§ **Try it**
Count the lines below containing "Debug"; state the number only.

§ **Material for the task**

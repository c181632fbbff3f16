use std::fmt;
use std::str::FromStr;

use crate::parser::ParseError;

/// Flags accepted after a command verb.
#[derive(Debug, Clone, Copy, PartialEq, Eq, Hash)]
pub enum Argument {
    Path,
    Album,
    Illegal,
}

impl Argument {
    pub const RECOGNIZED: [Argument; 2] = [Argument::Path, Argument::Album];

    /// Canonical flag token, `None` for [`Argument::Illegal`].
    pub fn flag(self) -> Option<&'static str> {
        match self {
            Argument::Path => Some("-p"),
            Argument::Album => Some("-a"),
            Argument::Illegal => None,
        }
    }

    /// Resolve a token to its argument. Unknown tokens map to [`Argument::Illegal`].
    pub fn lookup(token: &str) -> Argument {
        Self::RECOGNIZED
            .into_iter()
            .find(|argument| argument.flag() == Some(token))
            .unwrap_or(Argument::Illegal)
    }
}

#[derive(Debug, Clone, Copy, PartialEq, Eq)]
pub enum CommandType {
    Upload,
    Download,
    List,
    Exit,
}

impl CommandType {
    pub fn as_str(self) -> &'static str {
        match self {
            CommandType::Upload => "upload",
            CommandType::Download => "download",
            CommandType::List => "list",
            CommandType::Exit => "exit",
        }
    }
}

impl FromStr for CommandType {
    type Err = ParseError;

    fn from_str(verb: &str) -> Result<Self, Self::Err> {
        match verb {
            "upload" => Ok(CommandType::Upload),
            "download" => Ok(CommandType::Download),
            "list" => Ok(CommandType::List),
            "exit" => Ok(CommandType::Exit),
            _ => Err(ParseError::UnknownVerb(verb.to_string())),
        }
    }
}

impl fmt::Display for CommandType {
    fn fmt(&self, f: &mut fmt::Formatter<'_>) -> fmt::Result {
        f.write_str(self.as_str())
    }
}

#[cfg(test)]
mod tests {
    use super::*;

    #[test]
    fn lookup_resolves_known_flags() {
        assert_eq!(Argument::lookup("-p"), Argument::Path);
        assert_eq!(Argument::lookup("-a"), Argument::Album);
    }

    #[test]
    fn lookup_maps_unknown_tokens_to_illegal() {
        assert_eq!(Argument::lookup("-x"), Argument::Illegal);
        assert_eq!(Argument::lookup("p"), Argument::Illegal);
        assert_eq!(Argument::lookup(""), Argument::Illegal);
        assert_eq!(Argument::Illegal.flag(), None);
    }

    #[test]
    fn command_type_parses_every_verb() {
        for kind in [
            CommandType::Upload,
            CommandType::Download,
            CommandType::List,
            CommandType::Exit,
        ] {
            assert_eq!(kind.as_str().parse::<CommandType>().unwrap(), kind);
        }
        assert!("delete".parse::<CommandType>().is_err());
    }

    #[test]
    fn verbs_are_case_sensitive() {
        for verb in ["Upload", "LIST", "Exit", "downLoad"] {
            assert_eq!(
                verb.parse::<CommandType>(),
                Err(ParseError::UnknownVerb(verb.to_string()))
            );
        }
    }
}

§ **Output of the exercise**
2